Nel film anche la storia d’amore piena di passione tra Nathan (Arnaud Valois), nelle fila degli attivisti di Act Up-Paris, e Sean (Nahuel Pérez Biscayart), uno dei militanti più radicali del movimento. Una storia d’amore accompagnata nel film sullo sfondo dei molti ‘caduti’ per la malattia. “Ma in tutto questo – spiega Campillo – non ci ho mai visto Eros e Thanatos. Certo è facile confondere il sesso con l’amore e nel caso dell’Aids c’è come un linguaggio consequenziale. Fai sesso e puoi morire, ma è un simbolismo che io ho come voluto eliminare”. L’uso della musica house nel film “è legato al fatto che era un po’ la colonna sonora dell’epoca, una musica festosa, ma anche inquieta”.

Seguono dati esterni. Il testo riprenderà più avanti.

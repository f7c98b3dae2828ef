//! Schema types for bucketstore
//!
//! This module defines:
//! - DataType: the three storable field types
//! - Field: a validated, immutable field declaration
//! - FieldDefinition: the unvalidated wire form of a field declaration
//! - Schema: the ordered field list owned by a bucket
//!
//! ## Wire Format
//!
//! Fields serialize with the member names `field`, `type`, `not-null` and
//! `indexed`. The same encoding is what the catalog persists, so a schema
//! read back from storage is byte-for-byte the schema that was declared.

use crate::error::{Error, Result};
use crate::value::Value;
use serde::{Deserialize, Serialize};
use std::fmt;
use std::str::FromStr;

/// Storable field type
#[derive(Debug, Clone, Copy, PartialEq, Eq, Hash, Serialize, Deserialize)]
#[serde(rename_all = "lowercase")]
pub enum DataType {
    /// UTF-8 text
    String,
    /// 64-bit float
    Number,
    /// Boolean
    Bool,
}

impl DataType {
    /// Canonical lowercase name (`string`, `number`, `bool`)
    pub fn as_str(self) -> &'static str {
        match self {
            DataType::String => "string",
            DataType::Number => "number",
            DataType::Bool => "bool",
        }
    }

    /// Check that a runtime value has this type
    ///
    /// `Null` is accepted by every type; whether a null is allowed is a
    /// nullability question answered by [`Field::required`]. Numbers must be
    /// finite.
    pub fn accepts(self, value: &Value) -> bool {
        match (self, value) {
            (_, Value::Null) => true,
            (DataType::String, Value::String(_)) => true,
            (DataType::Number, Value::Number(n)) => n.is_finite(),
            (DataType::Bool, Value::Bool(_)) => true,
            _ => false,
        }
    }

    /// Parse a raw textual value (e.g. a query-string criterion) into a typed value
    ///
    /// Returns `None` when the text is not a valid literal for this type.
    pub fn parse(self, raw: &str) -> Option<Value> {
        match self {
            DataType::String => Some(Value::String(raw.to_string())),
            DataType::Number => raw.parse::<f64>().ok().map(Value::Number),
            DataType::Bool => parse_bool(raw).map(Value::Bool),
        }
    }
}

fn parse_bool(raw: &str) -> Option<bool> {
    match raw {
        "1" | "t" | "T" | "TRUE" | "true" | "True" => Some(true),
        "0" | "f" | "F" | "FALSE" | "false" | "False" => Some(false),
        _ => None,
    }
}

impl fmt::Display for DataType {
    fn fmt(&self, f: &mut fmt::Formatter<'_>) -> fmt::Result {
        f.write_str(self.as_str())
    }
}

impl FromStr for DataType {
    type Err = Error;

    fn from_str(s: &str) -> Result<Self> {
        match s {
            "string" => Ok(DataType::String),
            "number" => Ok(DataType::Number),
            "bool" => Ok(DataType::Bool),
            other => Err(Error::InvalidFieldType(other.to_string())),
        }
    }
}

/// A validated field declaration
///
/// Immutable once the owning bucket is created.
#[derive(Debug, Clone, PartialEq, Eq, Hash, Serialize, Deserialize)]
pub struct Field {
    /// Field name (also the physical column name)
    #[serde(rename = "field")]
    pub name: String,
    /// Declared type
    #[serde(rename = "type")]
    pub data_type: DataType,
    /// Whether every write must supply the field
    #[serde(rename = "not-null", default)]
    pub required: bool,
    /// Whether a secondary index is built for the field
    #[serde(default)]
    pub indexed: bool,
}

impl Field {
    /// Create an optional, unindexed field
    pub fn new(name: impl Into<String>, data_type: DataType) -> Self {
        Self {
            name: name.into(),
            data_type,
            required: false,
            indexed: false,
        }
    }

    /// Mark the field as required
    pub fn required(mut self) -> Self {
        self.required = true;
        self
    }

    /// Mark the field as indexed
    pub fn indexed(mut self) -> Self {
        self.indexed = true;
        self
    }
}

/// Unvalidated field declaration as received from a client
///
/// The type is free text so that an unknown type surfaces as
/// `InvalidFieldType` instead of a payload decoding failure.
#[derive(Debug, Clone, PartialEq, Eq, Serialize, Deserialize)]
pub struct FieldDefinition {
    /// Requested field name
    #[serde(rename = "field", default)]
    pub name: String,
    /// Requested type name
    #[serde(rename = "type", default)]
    pub data_type: String,
    /// Whether every write must supply the field
    #[serde(rename = "not-null", default)]
    pub required: bool,
    /// Whether a secondary index is built for the field
    #[serde(default)]
    pub indexed: bool,
}

impl FieldDefinition {
    /// Create an optional, unindexed definition
    pub fn new(name: impl Into<String>, data_type: impl Into<String>) -> Self {
        Self {
            name: name.into(),
            data_type: data_type.into(),
            required: false,
            indexed: false,
        }
    }

    /// Mark the definition as required
    pub fn required(mut self) -> Self {
        self.required = true;
        self
    }

    /// Mark the definition as indexed
    pub fn indexed(mut self) -> Self {
        self.indexed = true;
        self
    }
}

impl From<&Field> for FieldDefinition {
    fn from(field: &Field) -> Self {
        Self {
            name: field.name.clone(),
            data_type: field.data_type.as_str().to_string(),
            required: field.required,
            indexed: field.indexed,
        }
    }
}

/// Ordered list of fields owned by a bucket
///
/// A `Schema` obtained from [`crate::validate::schema`] is non-empty and has
/// unique field names. [`Schema::new`] performs no checks and exists for
/// storage layers rebuilding a schema they persisted themselves.
#[derive(Debug, Clone, PartialEq, Eq, Hash, Default, Serialize, Deserialize)]
#[serde(transparent)]
pub struct Schema {
    fields: Vec<Field>,
}

impl Schema {
    /// Wrap an ordered field list without validation
    pub fn new(fields: Vec<Field>) -> Self {
        Self { fields }
    }

    /// Fields in declaration order
    pub fn fields(&self) -> &[Field] {
        &self.fields
    }

    /// Look up a field by exact name
    pub fn field(&self, name: &str) -> Option<&Field> {
        self.fields.iter().find(|f| f.name == name)
    }

    /// Iterate fields in declaration order
    pub fn iter(&self) -> std::slice::Iter<'_, Field> {
        self.fields.iter()
    }

    /// Number of fields
    pub fn len(&self) -> usize {
        self.fields.len()
    }

    /// True when the schema declares no fields
    pub fn is_empty(&self) -> bool {
        self.fields.is_empty()
    }

    /// Fields flagged for a secondary index
    pub fn indexed_fields(&self) -> impl Iterator<Item = &Field> {
        self.fields.iter().filter(|f| f.indexed)
    }

    /// Serialize to the persisted catalog encoding (JSON array of fields)
    pub fn to_json_string(&self) -> Result<String> {
        serde_json::to_string(self).map_err(Error::unexpected)
    }

    /// Parse the persisted catalog encoding
    pub fn from_json_str(data: &str) -> Result<Self> {
        serde_json::from_str(data).map_err(Error::unexpected)
    }
}

impl<'a> IntoIterator for &'a Schema {
    type Item = &'a Field;
    type IntoIter = std::slice::Iter<'a, Field>;

    fn into_iter(self) -> Self::IntoIter {
        self.fields.iter()
    }
}
//! Command handlers organized by category.
//!
//! | Module | Commands |
//! |--------|----------|
//! | `bucket` | BucketList, BucketCreate, BucketGet, BucketDrop |
//! | `value` | ValueGet, ValuePut, ValueDelete, KeysFind |

pub mod bucket;
pub mod value;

Mentre sulla naturalezza, davvero grande, dei numerosi e lunghi dibattiti del film, spiega il regista, “è una cosa nata non a caso. Ho fatto un casting molto lungo durato ben nove mesi. Poi abbiamo provato per tre giorni e riscritto i dialoghi anche legandoli alle caratteristiche degli attori. Insomma una naturalezza affatto naturale”.